Data.
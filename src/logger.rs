// SPDX-License-Identifier: MIT OR Apache-2.0
use crate::error::Error;
use crate::log_record::LogRecord;
use std::fmt::Debug;

/// A destination for finished log records.
pub trait Logger: Debug + Send + Sync {
    /**
        Submits the log record for output.

        The record arrives fully enriched; the logger only formats and writes it.
    */
    fn finish_log_record(&self, record: LogRecord) -> Result<(), Error>;

    /**
    The application may imminently exit.  Ensure all buffers are flushed and up to date.
    */
    fn flush(&self) -> Result<(), Error>;
}

/*
Boilerplate notes.

# Logger

Clone on Logger doesn't make sense; loggers are shared through Arc instead.
PartialEq/Eq are ambiguous (data equality or the same destination?), so not implemented.
Default is not necessarily sensible since who knows how the logger is constructed.
Send/Sync are required: one logger serves every thread in the process.
*/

Work instructions. Exact retyping is required: the line with "Clone on Logger" through the end of the data, both ends included, and no other line.

Response.
Clone on Logger doesn't make sense; loggers are shared through Arc instead.
PartialEq/Eq are ambiguous (data equality or the same destination?), so not implemented.
Default is not necessarily sensible since who knows how the logger is constructed.
Send/Sync are required: one logger serves every thread in the process.
*/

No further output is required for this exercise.